Fear keeping some undocumented immigrants away from doctor's offices

LANCASTER, Calif. (KABC) -- Some doctors at clinics that treat undocumented immigrants say they have seen fewer patients come in recently amid a national crackdown on immigration.

They say many are foregoing necessary treatment out of fear of bringing their undocumented status to the attention of authorities.

At the Antelope Valley Community Clinic in Lancaster, for example, no one is turned away regardless of insurance or ability to pay. But lately doctors there are seeing more patients skip their appointments.

"In the last few months we noticed a drop-off considerably in the number of people that are coming in for treatment," said Dr.

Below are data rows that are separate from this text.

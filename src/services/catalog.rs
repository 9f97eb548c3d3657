//! Catalog service
//!
//! Adds books, copies, and borrowers with input validation, persisting the
//! catalog and recording each addition in the audit log.

use crate::audit::EntityType;
use crate::error::{CatalogError, CatalogResult};
use crate::models::{Book, Borrower};
use crate::storage::Storage;

/// Most copies a single add or import may create at once
pub const MAX_NEW_COPIES: u32 = 1000;

/// Service for growing the collection and the borrower list
pub struct CatalogService<'a> {
    storage: &'a mut Storage,
}

impl<'a> CatalogService<'a> {
    /// Create a new catalog service
    pub fn new(storage: &'a mut Storage) -> Self {
        Self { storage }
    }

    /// Add a book along with `copies` initial copies
    pub fn add_book(
        &mut self,
        title: &str,
        author: &str,
        call_number: &str,
        copies: u32,
    ) -> CatalogResult<Book> {
        let candidate = Book::new(title.trim(), author.trim(), call_number.trim());
        candidate
            .validate()
            .map_err(|e| CatalogError::Validation(e.to_string()))?;
        if copies > MAX_NEW_COPIES {
            return Err(CatalogError::Validation(format!(
                "Cannot add {} copies at once (max {})",
                copies, MAX_NEW_COPIES
            )));
        }

        let catalog = self.storage.catalog_mut();
        catalog.try_add_book(&candidate.title, &candidate.author, &candidate.call_number)?;
        for _ in 0..copies {
            catalog.try_add_book_copy(&candidate.call_number)?;
        }
        let book = catalog
            .book(&candidate.call_number)
            .cloned()
            .ok_or_else(|| CatalogError::book_not_found(&candidate.call_number))?;

        self.storage.save()?;
        self.storage.log_create(
            EntityType::Book,
            book.call_number.clone(),
            Some(book.title.clone()),
            &book,
        )?;

        Ok(book)
    }

    /// Add one copy to an existing book, returning its copy number
    pub fn add_copy(&mut self, call_number: &str) -> CatalogResult<u32> {
        let call_number = call_number.trim();
        let number = self.storage.catalog_mut().try_add_book_copy(call_number)?;
        let title = Some(self.get_book(call_number)?.title.clone());

        self.storage.save()?;
        self.storage.log_create(
            EntityType::Copy,
            format!("{} #{}", call_number, number),
            title,
            &serde_json::json!({ "call_number": call_number, "number": number }),
        )?;

        Ok(number)
    }

    /// Register a new borrower
    pub fn add_borrower(
        &mut self,
        first_name: &str,
        last_name: &str,
        email: &str,
        phone: &str,
    ) -> CatalogResult<Borrower> {
        let borrower = Borrower::new(first_name.trim(), last_name.trim(), email.trim(), phone.trim());
        borrower
            .validate()
            .map_err(|e| CatalogError::Validation(e.to_string()))?;

        self.storage.catalog_mut().try_add_borrower(
            &borrower.first_name,
            &borrower.last_name,
            &borrower.email,
            &borrower.phone,
        )?;

        self.storage.save()?;
        self.storage.log_create(
            EntityType::Borrower,
            borrower.email.clone(),
            Some(borrower.full_name()),
            &borrower,
        )?;

        Ok(borrower)
    }

    /// Find a book by call number
    pub fn get_book(&self, call_number: &str) -> CatalogResult<&Book> {
        self.storage
            .catalog()
            .book(call_number)
            .ok_or_else(|| CatalogError::book_not_found(call_number))
    }
}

Richard Rojas, a dentist.

"Maria," an undocumented immigrant, has two young children who are citizens and need regular checkups and immunizations. But going to the doctor feels risky to her now.

"I'm afraid with all the news and everything that they tell us that we're going to get stopped at any time and deported," she said.

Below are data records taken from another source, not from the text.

//! Borrower CLI commands

use clap::Subcommand;

use crate::display::format_borrower_list;
use crate::error::{CatalogError, CatalogResult};
use crate::services::CatalogService;
use crate::storage::Storage;

/// Borrower subcommands
#[derive(Subcommand, Debug)]
pub enum BorrowerCommands {
    /// Register a new borrower
    Add {
        /// First name
        first_name: String,
        /// Last name
        last_name: String,
        /// Email address (must be unique)
        email: String,
        /// Phone number
        phone: String,
    },
    /// List all borrowers
    #[command(alias = "ls")]
    List {
        /// Print the CSV report instead of a table
        #[arg(long)]
        csv: bool,
    },
    /// Show a borrower and the copies they hold
    Show {
        /// Borrower email
        email: String,
    },
}

/// Handle a borrower command
pub fn handle_borrower_command(storage: &mut Storage, cmd: BorrowerCommands) -> CatalogResult<()> {
    match cmd {
        BorrowerCommands::Add {
            first_name,
            last_name,
            email,
            phone,
        } => {
            let borrower =
                CatalogService::new(storage).add_borrower(&first_name, &last_name, &email, &phone)?;
            println!("Added borrower: {}", borrower);
        }

        BorrowerCommands::List { csv } => {
            let catalog = storage.catalog();
            if csv {
                print!("{}", catalog.borrower_csv());
            } else {
                let rows = catalog
                    .borrowers()
                    .map(|b| (b, catalog.loans_for(&b.email).count()));
                println!("{}", format_borrower_list(rows));
            }
        }

        BorrowerCommands::Show { email } => {
            let info = storage
                .catalog()
                .borrower_info(&email)
                .ok_or_else(|| CatalogError::borrower_not_found(&email))?;
            print!("{}", info);
        }
    }

    Ok(())
}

For some, waiting to see a doctor can mean life or death. Rojas says regardless of immigration status, patients should not ignore their medical needs.

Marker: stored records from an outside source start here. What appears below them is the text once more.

//! Repeating frame task bound to the widget's lifetime.
//!
//! The frame loop runs a tokio interval in a background task and delivers
//! [`FrameTick`]s through a channel. It has an explicit start/stop contract:
//! [`FrameLoop::stop`] aborts the task, and dropping the loop stops it as
//! well. A tick already sitting in the channel when the loop stops is stale
//! and should be ignored by the consumer.

use std::time::Duration;

use tokio::sync::mpsc;
use tokio::task::JoinHandle;
use tokio::time::{Instant, MissedTickBehavior};
use tracing::debug;

/// Ticks buffered before the producer waits for the consumer.
const CHANNEL_CAPACITY: usize = 4;

/// A single animation frame.
#[derive(Debug, Clone, Copy, PartialEq, Eq)]
pub struct FrameTick {
    /// Frame number since the loop was (re)started, starting at 1
    pub frame: u64,
    /// Time since the loop was (re)started
    pub elapsed: Duration,
}

/// Cancelable repeating frame task.
pub struct FrameLoop {
    /// Time between frames.
    period: Duration,
    /// Channel sender for frame ticks.
    sender: mpsc::Sender<FrameTick>,
    /// Handle to the background task.
    task: Option<JoinHandle<()>>,
}

impl FrameLoop {
    /// Create a frame loop running at `fps` frames per second.
    ///
    /// Returns the loop and the receiver its ticks are delivered to.
    /// A rate of zero is treated as one frame per second.
    pub fn new(fps: u32) -> (Self, mpsc::Receiver<FrameTick>) {
        let (sender, receiver) = mpsc::channel(CHANNEL_CAPACITY);
        let period = Duration::from_secs_f64(1.0 / f64::from(fps.max(1)));
        let frame_loop = Self {
            period,
            sender,
            task: None,
        };
        (frame_loop, receiver)
    }

    /// Time between frames.
    pub fn period(&self) -> Duration {
        self.period
    }

    /// Start producing ticks. Restarts the loop if it is already running.
    ///
    /// Must be called from within a tokio runtime.
    pub fn start(&mut self) {
        self.stop();

        let period = self.period;
        let sender = self.sender.clone();
        let handle = tokio::spawn(async move {
            let started = Instant::now();
            let mut interval = tokio::time::interval_at(started + period, period);
            interval.set_missed_tick_behavior(MissedTickBehavior::Skip);
            let mut frame = 0u64;

            loop {
                let at = interval.tick().await;
                frame += 1;
                let tick = FrameTick {
                    frame,
                    elapsed: at.duration_since(started),
                };
                if sender.send(tick).await.is_err() {
                    // Receiver dropped; nobody is rendering any more.
                    break;
                }
            }
        });

        debug!(period_ms = period.as_millis() as u64, "frame loop started");
        self.task = Some(handle);
    }

    /// Stop producing ticks.
    pub fn stop(&mut self) {
        if let Some(handle) = self.task.take() {
            handle.abort();
            debug!("frame loop stopped");
        }
    }

    /// Whether the background task is alive.
    pub fn is_running(&self) -> bool {
        self.task.as_ref().is_some_and(|handle| !handle.is_finished())
    }
}

impl Drop for FrameLoop {
    fn drop(&mut self) {
        self.stop();
    }
}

In response, the Community Clinic Association of Los Angeles County has been offering training to providers like Rojas so he'll know how to talk to patients about their health rights.

"We don't divulge their information to anybody," Rojas said. "Not only we just don't do it because it's not right but because it's a HIPAA violation and they should understand and feel safe here," Rojas said.

Maria has a home, a car and a job. She also has a binder where she keeps a notarized plan for where her children will go if she gets picked up by immigration officers. Maria hopes for a day when she and her family can feel safe again and continue to take care of their basic needs.

"Living in fear is not something that I wish on anybody," she said.